# Trojan Batteries and EV Motorcycles



## kek_63 (Apr 20, 2008)

6 x 12v Trojans will weigh around 300lbs, maybe closer to 400 - gotta keep that in mind when comparing range with the little batts.


----------



## frodus (Apr 12, 2008)

It's going to be very difficult to get 50 miles range with Lead acid. Also, Trojans are flooded lead acid, which isn't good for a motorcycle that leans. You need Sealed Lead Acid, but even then, your range isn't going to be that great.

What motorcycle frame are you going to use?

The hills are gonna kill ya


----------



## jrod84 (Jan 20, 2011)

Thanks for the info on flooded versus sealed. Thats one of those answers you never see until you ask the question.

As far as frame, I am hopefully going to go with a CB750 frame or the like. Something long and low. I kinda envisioned a retro cafe type build. My Honda Sabre 1100 is a hefty 640 pounds right now, so I am not so much worried about the weight issues I need to solve. I have also not given up on the idea of a sport bike frame, just have to be careful which one because I am 6'4".

The only saving grace about hills is that they give you opportunities to coast. I can coast some serious distance right now with my honda. I had two stretches where I coasted for 7/10 of a mile each time. 

The shear expensiveness of lithiums worries me that I would do something to harm the batteries.


----------



## frodus (Apr 12, 2008)

Then don't harm them 

The range is the issue with SLA. It'll be hard (not impossible) to get that range, and you'll need quite a large moto for something like that, and it won't be lightweight.

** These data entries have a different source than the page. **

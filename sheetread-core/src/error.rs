//! Error types for reading workbooks

use crate::reference::CellReference;
use thiserror::Error;

/// Result type alias for read operations
pub type Result<T> = std::result::Result<T, ReadError>;

/// Call-level failures. Any of these aborts the whole read with no partial
/// output.
#[derive(Error, Debug)]
pub enum ReadError {
    /// The payload is not a readable spreadsheet container
    #[error("Failed to parse workbook: {0}")]
    Parse(String),

    /// I/O error while loading a payload from disk
    #[error("I/O error: {0}")]
    Io(#[from] std::io::Error),

    /// A per-call option could not be interpreted
    #[error("Invalid option: {0}")]
    InvalidOption(String),
}

impl From<calamine::Error> for ReadError {
    fn from(err: calamine::Error) -> Self {
        ReadError::Parse(err.to_string())
    }
}

/// Cell-level failures. These never abort a read: the cell is left out of
/// its record and processing continues.
#[derive(Error, Debug, Clone, PartialEq)]
pub enum CellError {
    /// The cell content could not be decoded
    #[error("cell {cell} could not be decoded: {value}")]
    Undecodable { cell: CellReference, value: String },

    /// The header has no entry for this cell's column
    #[error("cell {cell} has no header entry (header has {header_len} keys)")]
    MissingHeader {
        cell: CellReference,
        header_len: usize,
    },
}
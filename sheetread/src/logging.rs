use anyhow::Result;
use tracing_subscriber::{EnvFilter, layer::SubscriberExt, util::SubscriberInitExt};

/// Log to stderr so stdout stays clean for the extracted records.
/// `RUST_LOG` wins over the verbosity flag.
pub fn init_logging(verbose: bool) -> Result<()> {
    let default_level = if verbose { "debug" } else { "warn" };

    tracing_subscriber::registry()
        .with(EnvFilter::try_from_default_env().unwrap_or_else(|_| default_level.into()))
        .with(tracing_subscriber::fmt::layer().with_writer(std::io::stderr))
        .try_init()?;

    Ok(())
}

Just some observations I've seen on people's bike. Hell, even with lithium, it's gonna be hard for me. Not weight, but volume.


----------



## Sunking (Aug 10, 2009)

Using any lead acid battery is somewhat pointless. 

To start is energy density. At best you are going have 50 wh/kg with 40 wh/kg more realistic. Throw in greedy Mr Peukert Law and you are down to 30 wh/kg or less.

Second is with lead acid batteries you do not want to ever go below 50% DOD. If you want them to last no more than 20% DOD.

This is why all manufactures and hobbyist prefer lithium chemistry. Energy density up to 200 wh/kg and more, and you can discharge to 80% DOD without loss of cycle life. Pluss the Peuket Law penalty is not as steep with Lithium chemistry. You can get that 60 mile range with 1/5th the battery weight over lead acid technology.


----------



## jrod84 (Jan 20, 2011)

With lithium prices still over $500 per kWh. I need an 8 kW pack. I am looking at $4k in batteries alone on the low side. I may still decide to take the plunge but at those prices, I need to be sure the range is there and I can use as a commuter to make it cost beneficial. 

My next house will be closer to work but that is in my 6 to 8 year plan so my commute is what it is barring something happening with job.

I started looking at reverse trikes and different ideas to either be able to store more batteries or become more aerodynamic. Reverse trike is an interesting idea but I haven't seen it proven with an electric motor yet.

As a last resort and just to get a project going, I may go after 100mpg+ mark on a motorcycle. I have until January until the money starts changing hands.


----------